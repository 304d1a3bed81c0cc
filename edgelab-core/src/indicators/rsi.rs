//! Relative Strength Index over close-to-close changes, Wilder-smoothed.
//!
//! RSI = 100 - 100 / (1 + avg_gain / avg_loss), first valid at index `period`.
//! A window with no movement reads 50.

use super::smoothing::wilder;
use super::Indicator;
use crate::domain::Candle;

#[derive(Debug, Clone)]
pub struct Rsi {
    period: usize,
    name: String,
}

impl Rsi {
    pub fn new(period: usize) -> Self {
        assert!(period >= 1, "RSI period must be >= 1");
        Self {
            period,
            name: format!("rsi_{period}"),
        }
    }
}

impl Indicator for Rsi {
    fn name(&self) -> &str {
        &self.name
    }

    fn lookback(&self) -> usize {
        self.period
    }

    fn compute(&self, candles: &[Candle]) -> Vec<f64> {
        // Index 0 has no previous close; the smoother never reads it.
        let (gains, losses): (Vec<f64>, Vec<f64>) = std::iter::once((f64::NAN, f64::NAN))
            .chain(candles.windows(2).map(|w| {
                let change = w[1].close - w[0].close;
                if change.is_nan() {
                    (f64::NAN, f64::NAN)
                } else {
                    (change.max(0.0), (-change).max(0.0))
                }
            }))
            .take(candles.len())
            .unzip();

        wilder(&gains, self.period)
            .into_iter()
            .zip(wilder(&losses, self.period))
            .map(|(g, l)| strength_index(g, l))
            .collect()
    }
}

fn strength_index(avg_gain: f64, avg_loss: f64) -> f64 {
    if avg_gain.is_nan() || avg_loss.is_nan() {
        f64::NAN
    } else if avg_loss == 0.0 {
        if avg_gain == 0.0 {
            50.0
        } else {
            100.0
        }
    } else {
        100.0 - 100.0 / (1.0 + avg_gain / avg_loss)
    }
}

#[cfg(test)]
mod tests {
    use super::*;
    use crate::domain::candles_from_closes;
    use crate::indicators::assert_approx;

    #[test]
    fn steady_rise_saturates_at_100() {
        let candles = candles_from_closes(&[100.0, 101.0, 102.0, 103.0, 104.0, 105.0]);
        assert_approx(Rsi::new(3).compute(&candles)[3], 100.0, 1e-6);
    }

    #[test]
    fn steady_fall_reads_zero() {
        let candles = candles_from_closes(&[105.0, 104.0, 103.0, 102.0, 101.0, 100.0]);
        assert_approx(Rsi::new(3).compute(&candles)[3], 0.0, 1e-6);
    }

    #[test]
    fn flat_prices_are_neutral() {
        let result = Rsi::new(14).compute(&candles_from_closes(&[50.0; 30]));
        assert!(result[13].is_nan());
        assert!(result[14..].iter().all(|&v| v == 50.0));
    }

    #[test]
    fn choppy_prices_stay_in_range() {
        let candles =
            candles_from_closes(&[100.0, 105.0, 98.0, 110.0, 95.0, 115.0, 90.0, 120.0]);
        let result = Rsi::new(3).compute(&candles);
        assert_eq!(result.len(), candles.len());
        for v in result.into_iter().filter(|v| !v.is_nan()) {
            assert!((0.0..=100.0).contains(&v), "rsi out of range: {v}");
        }
    }

    #[test]
    fn empty_input() {
        assert!(Rsi::new(14).compute(&[]).is_empty());
    }
}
⁂
— What is required —
Would you print exactly and only the lines of the material above that run from the line with "else if avg_loss" through the line with "use crate::domain::candles_from_closes;", both included?

— Expected output —
    } else if avg_loss == 0.0 {
        if avg_gain == 0.0 {
            50.0
        } else {
            100.0
        }
    } else {
        100.0 - 100.0 / (1.0 + avg_gain / avg_loss)
    }
}

#[cfg(test)]
mod tests {
    use super::*;
    use crate::domain::candles_from_closes;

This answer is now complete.